use std::path::{Path, PathBuf};
use std::time::Duration;

use async_trait::async_trait;
use serde::Deserialize;
use tokio::process::Command;
use tokio_util::sync::CancellationToken;

use crate::application::ports::{MediaToolError, Transcriber};
use crate::domain::{normalize_segments, transcript_from_segments, Segment};

use super::process::{describe_failure, run_tool, ToolRunError};

const MIN_TRANSCRIBE_TIMEOUT: Duration = Duration::from_secs(180);

/// whisper.cpp CLI backend. Requests JSON output and parses the segment
/// list. The CLI reports millisecond offsets; times leave this module
/// as seconds.
pub struct WhisperTranscriber {
    bin: String,
    model: PathBuf,
}

impl WhisperTranscriber {
    pub fn new(bin: impl Into<String>, model: impl Into<PathBuf>) -> Self {
        Self {
            bin: bin.into(),
            model: model.into(),
        }
    }
}

#[async_trait]
impl Transcriber for WhisperTranscriber {
    async fn transcribe(
        &self,
        wav: &Path,
        cancel: &CancellationToken,
    ) -> Result<(String, Vec<Segment>), MediaToolError> {
        let work_dir = wav.parent().ok_or_else(|| {
            MediaToolError::TranscribeFailed(format!("wav has no parent dir: {}", wav.display()))
        })?;
        let output_prefix = work_dir.join("transcript");

        let timeout = transcribe_timeout(wav).await;

        let mut command = Command::new(&self.bin);
        command
            .arg("-m")
            .arg(&self.model)
            .arg("-f")
            .arg(wav)
            .arg("-oj")
            .arg("-of")
            .arg(&output_prefix);

        run_tool(command, timeout, cancel).await.map_err(|e| match e {
            ToolRunError::Spawn(e) => {
                MediaToolError::TranscribeFailed(format!("transcriber unavailable: {}", e))
            }
            ToolRunError::NonZero { code, stderr } => {
                MediaToolError::TranscribeFailed(describe_failure(code, &stderr))
            }
            ToolRunError::TimedOut => MediaToolError::TranscribeTimeout(timeout.as_secs()),
            ToolRunError::Cancelled => MediaToolError::Cancelled,
        })?;

        let json_path = output_prefix.with_extension("json");
        let raw = tokio::fs::read_to_string(&json_path).await.map_err(|e| {
            MediaToolError::TranscribeFailed(format!(
                "missing transcript output {}: {}",
                json_path.display(),
                e
            ))
        })?;

        parse_whisper_json(&raw)
    }
}

/// Transcription wall-clock scales with input length:
/// max(180 s, 4 x audio duration).
async fn transcribe_timeout(wav: &Path) -> Duration {
    let duration_secs = match tokio::fs::metadata(wav).await {
        // 16 kHz mono s16le payload after the 44-byte header.
        Ok(meta) => meta.len().saturating_sub(44) as f64 / (16_000.0 * 2.0),
        Err(_) => 0.0,
    };
    MIN_TRANSCRIBE_TIMEOUT.max(Duration::from_secs_f64(duration_secs * 4.0))
}

#[derive(Deserialize)]
struct WhisperOutput {
    transcription: Vec<WhisperSegment>,
}

#[derive(Deserialize)]
struct WhisperSegment {
    offsets: WhisperOffsets,
    text: String,
}

/// Millisecond offsets as emitted by whisper.cpp's JSON writer.
#[derive(Deserialize)]
struct WhisperOffsets {
    from: i64,
    to: i64,
}

fn parse_whisper_json(raw: &str) -> Result<(String, Vec<Segment>), MediaToolError> {
    let output: WhisperOutput = serde_json::from_str(raw)
        .map_err(|e| MediaToolError::TranscribeFailed(format!("unparseable transcript json: {}", e)))?;

    let segments = normalize_segments(
        output
            .transcription
            .into_iter()
            .map(|s| Segment::new(s.offsets.from as f64 / 1000.0, s.offsets.to as f64 / 1000.0, s.text))
            .collect(),
    );
    let transcript = transcript_from_segments(&segments);
    Ok((transcript, segments))
}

————————

Where in the entries above does the word "WhisperOffsets" appear? Copy each line that has it.

OUTPUT OF THE TASK:
    offsets: WhisperOffsets,
struct WhisperOffsets {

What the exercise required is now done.